Je pense que vous avez évoqué tous les problèmes importants.
De toute évidence, l'éducation est une priorité. Dans ce pays, l'éducation est gratuite, mais il faut tout de même payer les frais scolaires. Par conséquent, beaucoup de personnes n'y ont toujours pas accès. Les gens ont aussi des besoins considérables en matière de soins de santé. Cela concerne en partie les enfants nés d'un viol, qui sont souvent négligés et qui ont beaucoup de problèmes de santé. Certains de ces problèmes sont liés à la violence, tandis que d'autres sont liés à des infections qui pourraient avoir été contractées dans la région où ils vivent. La malaria est toujours un grave problème ici.
Je ne peux insister assez sur l'aide psychologique et psychiatrique. Il est vraiment essentiel de les aider à surmonter le traumatisme qu'ils ont vécu et le traumatisme vécu par la mère et qui leur a été transmis.

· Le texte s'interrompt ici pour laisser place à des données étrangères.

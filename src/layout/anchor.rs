use std::{fmt, str::FromStr};

use crate::foundation::{
    core::{Canvas, LayoutBox},
    error::{PostcompError, PostcompResult},
};

/// Padding between an anchored element and the canvas edge, in pixels.
pub const DEFAULT_PADDING_PX: f64 = 40.0;

/// Horizontal half of an [`Anchor`].
#[derive(Clone, Copy, Debug, PartialEq, Eq)]
pub enum AlignX {
    Left,
    Center,
    Right,
}

/// Vertical half of an [`Anchor`].
#[derive(Clone, Copy, Debug, PartialEq, Eq)]
pub enum Edge {
    Top,
    Bottom,
}

/// One of six named placement positions (top/bottom x left/center/right).
#[derive(Clone, Copy, Debug, PartialEq, Eq, Hash, serde::Serialize, serde::Deserialize)]
#[serde(try_from = "String", into = "String")]
pub enum Anchor {
    TopLeft,
    TopCenter,
    TopRight,
    BottomLeft,
    BottomCenter,
    BottomRight,
}

impl Anchor {
    pub const ALL: [Anchor; 6] = [
        Anchor::TopLeft,
        Anchor::TopCenter,
        Anchor::TopRight,
        Anchor::BottomLeft,
        Anchor::BottomCenter,
        Anchor::BottomRight,
    ];

    /// Parse an anchor token such as `top-center`, failing with
    /// [`PostcompError::InvalidAnchor`] for anything else.
    pub fn parse(token: &str) -> PostcompResult<Self> {
        match token {
            "top-left" => Ok(Self::TopLeft),
            "top-center" => Ok(Self::TopCenter),
            "top-right" => Ok(Self::TopRight),
            "bottom-left" => Ok(Self::BottomLeft),
            "bottom-center" => Ok(Self::BottomCenter),
            "bottom-right" => Ok(Self::BottomRight),
            other => Err(PostcompError::InvalidAnchor(other.to_string())),
        }
    }

    pub fn as_str(self) -> &'static str {
        match self {
            Self::TopLeft => "top-left",
            Self::TopCenter => "top-center",
            Self::TopRight => "top-right",
            Self::BottomLeft => "bottom-left",
            Self::BottomCenter => "bottom-center",
            Self::BottomRight => "bottom-right",
        }
    }

    pub fn align_x(self) -> AlignX {
        match self {
            Self::TopLeft | Self::BottomLeft => AlignX::Left,
            Self::TopCenter | Self::BottomCenter => AlignX::Center,
            Self::TopRight | Self::BottomRight => AlignX::Right,
        }
    }

    pub fn edge(self) -> Edge {
        match self {
            Self::TopLeft | Self::TopCenter | Self::TopRight => Edge::Top,
            Self::BottomLeft | Self::BottomCenter | Self::BottomRight => Edge::Bottom,
        }
    }
}

/// Resolve an anchored element to an absolute box.
///
/// The element height is `canvas.height * height_percent / 100` and its width follows from
/// `aspect_ratio` (width / height), so the element is never stretched. The box is not clamped:
/// oversized elements extend past the canvas edges.
pub fn resolve_anchor(
    anchor: Anchor,
    height_percent: f64,
    canvas: Canvas,
    aspect_ratio: f64,
    padding_px: f64,
) -> LayoutBox {
    let canvas_w = canvas.width_f64();
    let canvas_h = canvas.height_f64();

    let height = canvas_h * height_percent / 100.0;
    let width = height * aspect_ratio;

    let x = match anchor.align_x() {
        AlignX::Left => padding_px,
        AlignX::Center => (canvas_w - width) / 2.0,
        AlignX::Right => canvas_w - width - padding_px,
    };
    let y = match anchor.edge() {
        Edge::Top => padding_px,
        Edge::Bottom => canvas_h - height - padding_px,
    };

    let out = LayoutBox::new(x, y, width, height);
    if out.overflows(canvas) {
        tracing::debug!(?anchor, ?out, "anchored element extends past the canvas");
    }
    out
}

/// [`resolve_anchor`] for an unparsed anchor token.
pub fn resolve_anchor_token(
    token: &str,
    height_percent: f64,
    canvas: Canvas,
    aspect_ratio: f64,
    padding_px: f64,
) -> PostcompResult<LayoutBox> {
    let anchor = Anchor::parse(token)?;
    Ok(resolve_anchor(
        anchor,
        height_percent,
        canvas,
        aspect_ratio,
        padding_px,
    ))
}

impl fmt::Display for Anchor {
    fn fmt(&self, f: &mut fmt::Formatter<'_>) -> fmt::Result {
        f.write_str(self.as_str())
    }
}

impl FromStr for Anchor {
    type Err = PostcompError;

    fn from_str(s: &str) -> Result<Self, Self::Err> {
        Self::parse(s)
    }
}

impl TryFrom<String> for Anchor {
    type Error = PostcompError;

    fn try_from(value: String) -> Result<Self, Self::Error> {
        Self::parse(&value)
    }
}

impl From<Anchor> for String {
    fn from(value: Anchor) -> Self {
        value.as_str().to_string()
    }
}

#[cfg(test)]
#[path = "../../tests/unit/layout/anchor.rs"]
mod tests;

En ce qui concerne la communauté internationale, simplement pour vous donner une idée du nombre de personnes qui se sentent interpellées à venir travailler dans ce pays, 15 Canadiens ont pu participer au repas de l'Action de grâces. L'aide n'est pas suffisante. Actuellement, la situation au Rwanda semble être très bonne, mais pour les gens, les problèmes sont juste sous la surface.
Pouvez-vous nous donner des explications sur le rôle du Tribunal pénal international pour le Rwanda dans la foulée du génocide? A-t-il permis de condamner bon nombre des Hutus qui ont fui vers la République démocratique du Congo?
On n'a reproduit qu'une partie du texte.